Lundi 26 Juin 2017

La loi électorale a apporté de nombreuses garanties quant à la transparence des élections

La loi électorale a apporté de nombreuses garanties quant à la transparence des élections
(Algérie Presse service 22/02/17)

Le secrétaire général du Rassemblement national démocratique (RND), Ahmed Ouyahia, a indiqué que la loi organique relative au régime électoral avait apporté de nombreuses garanties quant à la transparence et l'intégrité de l'opération électorale.

"L'opposition met tout en doute, y compris les élections auxquelles la loi y afférente a donné de nombreuses garanties", a précisé M. Ouyahia en réponse à une question sur la remise en cause de l'intérêt des élections par l'opposition, dans un entretien au quotidien El-Khabar publié mardi.

Parmi ces garanties, le secrétaire général du RND a cité la présence, dans chacun des 50.000 bureaux de vote prévus, de cinq observateurs représentant les partis et les listes indépendantes en lice, outre le procès-verbal de dépouillement et la Haute instance indépendante de surveillance des élections qui peut, a-t-il dit, "réquisitionner le nombre d'huissiers de justice qu'elle juge nécessaire".

Concernant les préparatifs de son parti pour les législatives du 4 mai, M. Ouyahia a fait savoir que lors de sa session de décembre 2016, le Conseil national du RND "a voté une résolution prévoyant le dépôt des candidatures au niveau des bureaux de wilaya avant leur présentation aux assemblées de wilaya qui se prononceront par vote ou par consensus".

"Plusieurs assemblées de wilaya ont d'ores et déjà achevé leur travail et les dossiers commenceront à être centralisés à partir du week-end prochain pour la finalisation de l'opération", a-t-il ajouté, précisant que cette méthode de candidature "démocratique" procède de "notre conviction que les militants sont les mieux placés pour connaître quels sont les meilleurs candidats".

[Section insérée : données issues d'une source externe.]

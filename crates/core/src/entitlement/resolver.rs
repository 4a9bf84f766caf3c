//! Entitlement resolution.

use std::sync::Arc;

use chrono::{DateTime, Utc};
use monetrax_shared::types::AccountId;

use super::error::EntitlementError;
use super::types::{Decision, Denial, DenialReason, FeatureAccess};
use crate::business::Business;
use crate::store::{LedgerStore, PaymentStore, SubscriptionStore};
use crate::subscription::{LifecycleStatus, SubscriptionState, resolve};
use crate::tier::{Feature, Quota, TierCatalog, TierId};
use crate::usage::{UsageMeter, UsageReport};

/// Decides whether an account may record transactions or use a feature.
///
/// All inputs are read fresh on every call. The usage check is
/// count-then-compare, so concurrent requests near the limit can each be
/// allowed; the limit is soft.
pub struct EntitlementResolver<L, S, P>
where
    L: LedgerStore,
    S: SubscriptionStore,
    P: PaymentStore,
{
    catalog: Arc<TierCatalog>,
    subscriptions: Arc<S>,
    payments: Arc<P>,
    meter: UsageMeter<L>,
}

impl<L, S, P> EntitlementResolver<L, S, P>
where
    L: LedgerStore,
    S: SubscriptionStore,
    P: PaymentStore,
{
    /// Create a new resolver.
    #[must_use]
    pub fn new(
        catalog: Arc<TierCatalog>,
        ledger: Arc<L>,
        subscriptions: Arc<S>,
        payments: Arc<P>,
    ) -> Self {
        Self {
            catalog,
            subscriptions,
            payments,
            meter: UsageMeter::new(ledger),
        }
    }

    /// The tier catalog this resolver evaluates against.
    #[must_use]
    pub fn catalog(&self) -> &TierCatalog {
        &self.catalog
    }

    /// Resolves an account's subscription lifecycle at `now`.
    ///
    /// # Errors
    ///
    /// Returns `EntitlementError::Repository` if the subscription read fails.
    pub async fn lifecycle(
        &self,
        account_id: AccountId,
        now: DateTime<Utc>,
    ) -> Result<LifecycleStatus, EntitlementError> {
        let subscription = self
            .subscriptions
            .get_subscription(account_id)
            .await
            .inspect_err(|e| {
                tracing::error!(account_id = %account_id, error = %e, "Failed to load subscription");
            })?;
        Ok(resolve(subscription.as_ref(), now))
    }

    /// May this business record one more transaction right now?
    ///
    /// Checks run in a fixed order and the first refusal wins:
    /// 1. an expired paid subscription
    /// 2. the free tier for an account that has paid before
    /// 3. an unlimited tier is allowed outright
    /// 4. usage at or over the tier limit
    ///
    /// # Errors
    ///
    /// Returns `EntitlementError::NotBusinessOwner` if `account_id` is not the
    /// business owner, or `EntitlementError::Repository` if any store read
    /// fails.
    pub async fn can_record_transaction(
        &self,
        business: &Business,
        account_id: AccountId,
        now: DateTime<Utc>,
    ) -> Result<Decision, EntitlementError> {
        if account_id != business.owner_id {
            tracing::warn!(
                business_id = %business.id,
                account_id = %account_id,
                "Account does not own business"
            );
            return Err(EntitlementError::NotBusinessOwner {
                business_id: business.id,
                account_id,
            });
        }

        let status = self.lifecycle(account_id, now).await?;

        if status.state == SubscriptionState::Expired {
            return Ok(Self::deny(business, Denial {
                reason: DenialReason::SubscriptionExpired,
                tier: status.tier,
                current: None,
                limit: None,
                upgrade_available: true,
            }));
        }

        let tier = status.entitled_tier();

        if tier == TierId::Free && self.has_paid_before(account_id).await? {
            return Ok(Self::deny(business, Denial {
                reason: DenialReason::FreeTrialNotAvailable,
                tier,
                current: None,
                limit: None,
                upgrade_available: true,
            }));
        }

        let Quota::Limited(limit) = self.catalog.get(tier).features.transactions_per_period else {
            tracing::debug!(business_id = %business.id, tier = %tier, "Unlimited tier, allowed");
            return Ok(Decision::Allowed);
        };

        let usage = self.meter.count_usage(business.id, tier, now).await?;
        if usage.count >= u64::from(limit) {
            let reason = if tier.is_paid() {
                DenialReason::MonthlyLimitExceeded
            } else {
                DenialReason::FreeLimitExceeded
            };
            return Ok(Self::deny(business, Denial {
                reason,
                tier,
                current: Some(usage.count),
                limit: Some(limit),
                upgrade_available: self.has_larger_allowance(limit),
            }));
        }

        tracing::debug!(
            business_id = %business.id,
            tier = %tier,
            used = usage.count,
            limit,
            "Transaction allowed"
        );
        Ok(Decision::Allowed)
    }

    /// Does the business's current tier include a feature?
    ///
    /// Unknown feature names are never granted. Expired subscriptions get the
    /// free tier's features.
    ///
    /// # Errors
    ///
    /// Returns `EntitlementError::Repository` if the subscription read fails.
    pub async fn has_feature(
        &self,
        business: &Business,
        feature: &str,
        now: DateTime<Utc>,
    ) -> Result<bool, EntitlementError> {
        Ok(self.feature_access(business, feature, now).await?.has_access)
    }

    /// Feature check with upgrade guidance.
    ///
    /// # Errors
    ///
    /// Returns `EntitlementError::Repository` if the subscription read fails.
    pub async fn feature_access(
        &self,
        business: &Business,
        feature: &str,
        now: DateTime<Utc>,
    ) -> Result<FeatureAccess, EntitlementError> {
        let tier = self.lifecycle(business.owner_id, now).await?.entitled_tier();
        let has_access = self.catalog.get(tier).features.has_named(feature);
        let upgrade_required = !has_access
            && Feature::from_name(feature)
                .and_then(|f| self.catalog.cheapest_with(f))
                .is_some();

        if !has_access {
            tracing::debug!(business_id = %business.id, tier = %tier, feature, "Feature not granted");
        }

        Ok(FeatureAccess {
            feature: feature.to_string(),
            has_access,
            upgrade_required,
            current_tier: tier,
        })
    }

    /// Usage against the business's current tier.
    ///
    /// # Errors
    ///
    /// Returns `EntitlementError::Repository` if a store read fails.
    pub async fn usage_report(
        &self,
        business: &Business,
        now: DateTime<Utc>,
    ) -> Result<UsageReport, EntitlementError> {
        let tier = self.lifecycle(business.owner_id, now).await?.entitled_tier();
        Ok(self.meter.report(business.id, self.catalog.get(tier), now).await?)
    }

    async fn has_paid_before(&self, account_id: AccountId) -> Result<bool, EntitlementError> {
        Ok(self
            .payments
            .has_completed_payment(account_id)
            .await
            .inspect_err(|e| {
                tracing::error!(account_id = %account_id, error = %e, "Failed to load payments");
            })?)
    }

    fn has_larger_allowance(&self, limit: u32) -> bool {
        self.catalog
            .iter()
            .any(|tier| match tier.features.transactions_per_period {
                Quota::Unlimited => true,
                Quota::Limited(other) => other > limit,
            })
    }

    fn deny(business: &Business, denial: Denial) -> Decision {
        tracing::info!(
            business_id = %business.id,
            tier = %denial.tier,
            reason = %denial.reason,
            current = ?denial.current,
            limit = ?denial.limit,
            "Transaction denied"
        );
        Decision::Denied(denial)
    }
}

A une question sur l'intrusion de l'argent sale dans la pratique politique, M. Ouyahia a affirmé que la "+chkara+ au sens de l'argent sale doit être dénoncée", insistant sur le fait que ce terme "ne s'entend aucunement aux détenteurs de capitaux qui ont réalisé des investissements avec leurs propres efforts".

Concernant la réforme de la Justice, initiée lorsque Ouyahia était à la tête du secteur (2000-2002), il a affirmé que "la réforme est un processus continu car à chaque amélioration apparaissent de nouvelle carences", soulignant que la "réforme de la Justice a permis notamment la mise en place du deuxième degré de juridiction pénale et l'exception d'inconstitutionnalité qui entrera en vigueur en 2019".

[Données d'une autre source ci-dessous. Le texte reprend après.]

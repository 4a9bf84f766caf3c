//! Transaction repository backing the core ledger store.

use chrono::{DateTime, Utc};
use monetrax_core::ledger::{DateRange, NewTransaction, Transaction};
use monetrax_core::store::{LedgerStore, RepositoryError};
use monetrax_shared::types::{BusinessId, TransactionId};
use sea_orm::{
    ActiveModelTrait, ColumnTrait, DatabaseConnection, EntityTrait, PaginatorTrait, QueryFilter,
    QueryOrder, Set,
};

use super::{db_error, parse_column};
use crate::entities::transactions;

/// Transaction repository implementation.
#[derive(Debug)]
pub struct TransactionRepository {
    db: DatabaseConnection,
}

impl TransactionRepository {
    /// Create a new transaction repository.
    #[must_use]
    pub const fn new(db: DatabaseConnection) -> Self {
        Self { db }
    }
}

impl LedgerStore for TransactionRepository {
    async fn count_transactions(
        &self,
        business_id: BusinessId,
        created_since: Option<DateTime<Utc>>,
    ) -> Result<u64, RepositoryError> {
        let mut query = transactions::Entity::find()
            .filter(transactions::Column::BusinessId.eq(business_id.into_inner()));
        if let Some(since) = created_since {
            query = query.filter(transactions::Column::CreatedAt.gte(since));
        }

        query.count(&self.db).await.map_err(db_error)
    }

    async fn list_transactions(
        &self,
        business_id: BusinessId,
        range: Option<DateRange>,
    ) -> Result<Vec<Transaction>, RepositoryError> {
        let mut query = transactions::Entity::find()
            .filter(transactions::Column::BusinessId.eq(business_id.into_inner()));
        if let Some(range) = range {
            query = query.filter(transactions::Column::OccurredOn.between(range.start, range.end));
        }

        let models = query
            .order_by_desc(transactions::Column::OccurredOn)
            .order_by_desc(transactions::Column::CreatedAt)
            .all(&self.db)
            .await
            .map_err(db_error)?;

        models.into_iter().map(to_domain).collect()
    }

    async fn insert_transaction(
        &self,
        new: NewTransaction,
    ) -> Result<Transaction, RepositoryError> {
        let active_model = transactions::ActiveModel {
            id: Set(TransactionId::new().into_inner()),
            business_id: Set(new.business_id.into_inner()),
            transaction_type: Set(new.transaction_type.as_str().to_string()),
            category: Set(new.category),
            description: Set(new.description),
            amount: Set(new.amount),
            is_taxable: Set(new.is_taxable),
            vat_amount: Set(new.vat_amount),
            occurred_on: Set(new.occurred_on),
            created_at: Set(new.created_at.into()),
        };

        let model = active_model.insert(&self.db).await.map_err(db_error)?;
        to_domain(model)
    }
}

/// Convert a database row to a core transaction.
pub(crate) fn to_domain(model: transactions::Model) -> Result<Transaction, RepositoryError> {
    Ok(Transaction {
        id: TransactionId::from_uuid(model.id),
        business_id: BusinessId::from_uuid(model.business_id),
        transaction_type: parse_column("transaction_type", &model.transaction_type)?,
        category: model.category,
        description: model.description,
        amount: model.amount,
        is_taxable: model.is_taxable,
        vat_amount: model.vat_amount,
        occurred_on: model.occurred_on,
        created_at: model.created_at.with_timezone(&Utc),
    })
}

#[cfg(test)]
mod tests {
    use super::*;
    use std::collections::BTreeMap;

    use chrono::{NaiveDate, TimeZone};
    use monetrax_core::ledger::TransactionType;
    use rust_decimal_macros::dec;
    use sea_orm::{DatabaseBackend, MockDatabase, Value};
    use uuid::Uuid;

    fn model(transaction_type: &str) -> transactions::Model {
        transactions::Model {
            id: Uuid::now_v7(),
            business_id: Uuid::now_v7(),
            transaction_type: transaction_type.to_string(),
            category: "Sales".to_string(),
            description: None,
            amount: dec!(1000),
            is_taxable: true,
            vat_amount: dec!(75.00),
            occurred_on: NaiveDate::from_ymd_opt(2026, 3, 14).unwrap(),
            created_at: Utc.with_ymd_and_hms(2026, 3, 15, 9, 30, 0).unwrap().into(),
        }
    }

    #[test]
    fn test_to_domain() {
        let row = model("income");
        let tx = to_domain(row.clone()).unwrap();
        assert_eq!(tx.id.into_inner(), row.id);
        assert_eq!(tx.transaction_type, TransactionType::Income);
        assert_eq!(tx.vat_amount, dec!(75.00));
        assert_eq!(tx.created_at, Utc.with_ymd_and_hms(2026, 3, 15, 9, 30, 0).unwrap());
    }

    #[tokio::test]
    async fn test_count_window_filters_on_creation_time() {
        let db = MockDatabase::new(DatabaseBackend::Postgres)
            .append_query_results([[BTreeMap::from([("num_items", Value::BigInt(Some(3)))])]])
            .into_connection();
        let repo = TransactionRepository::new(db);
        let since = Utc.with_ymd_and_hms(2026, 3, 1, 0, 0, 0).unwrap();

        let count = repo
            .count_transactions(BusinessId::new(), Some(since))
            .await
            .unwrap();
        assert_eq!(count, 3);

        let log = format!("{:?}", repo.db.into_transaction_log());
        assert!(log.contains("created_at\\\" >="));
        assert!(!log.contains("occurred_on\\\" >="));
    }

    #[test]
    fn test_unknown_transaction_type_is_rejected() {
        let err = to_domain(model("transfer")).unwrap_err();
        assert!(err.0.contains("transaction_type"));
    }
}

S'agissant des propos d'Emmanuel Macron, candidat à la présidentielle française en 2017 concernant les crimes du colonialisme en Algérie, M. Ouyahia a estimé qu'"il s'agit d'un épisode dans une campagne électorale qui concerne son pays" précisant que la position du RND ne peut que s'inscrire dans le cadre d'un consensus algérien sur des excuses de la France pour ses crimes coloniaux.

"Les français ont fait quelques pas dans ce sens à commencer par leur ambassadeur en Algérie en 2003, puis avec les déclarations du président Hollande lors de sa visite en 2012", a-t-il poursuivi affirmant cependant que son parti "estime que la priorité est à l'édification de notre pays et à la consolidation de sa place et la non dépendance financière et technologique à l'étranger.

Au sujet de rapports prévoyant des troubles en Algérie à l'avenir, M. Ouyahia a déploré le fait que certaines analyses et déclarations faites à l'étranger "soient parfois alimentées de l'intérieur", ajoutant que la candidature du président Abdelaziz Bouteflika pour un quatrième mandat "était un sacrifice et qu'il n'avait aucun intérêt personnel à prolonger son mandat".

Il a affirmé que le président Bouteflika "s'est sacrifié pour assurer la stabilité et la pérennité de l'Etat. Il ne pouvait tourner le dos au peuple algérien qui lui avait demandé de rester".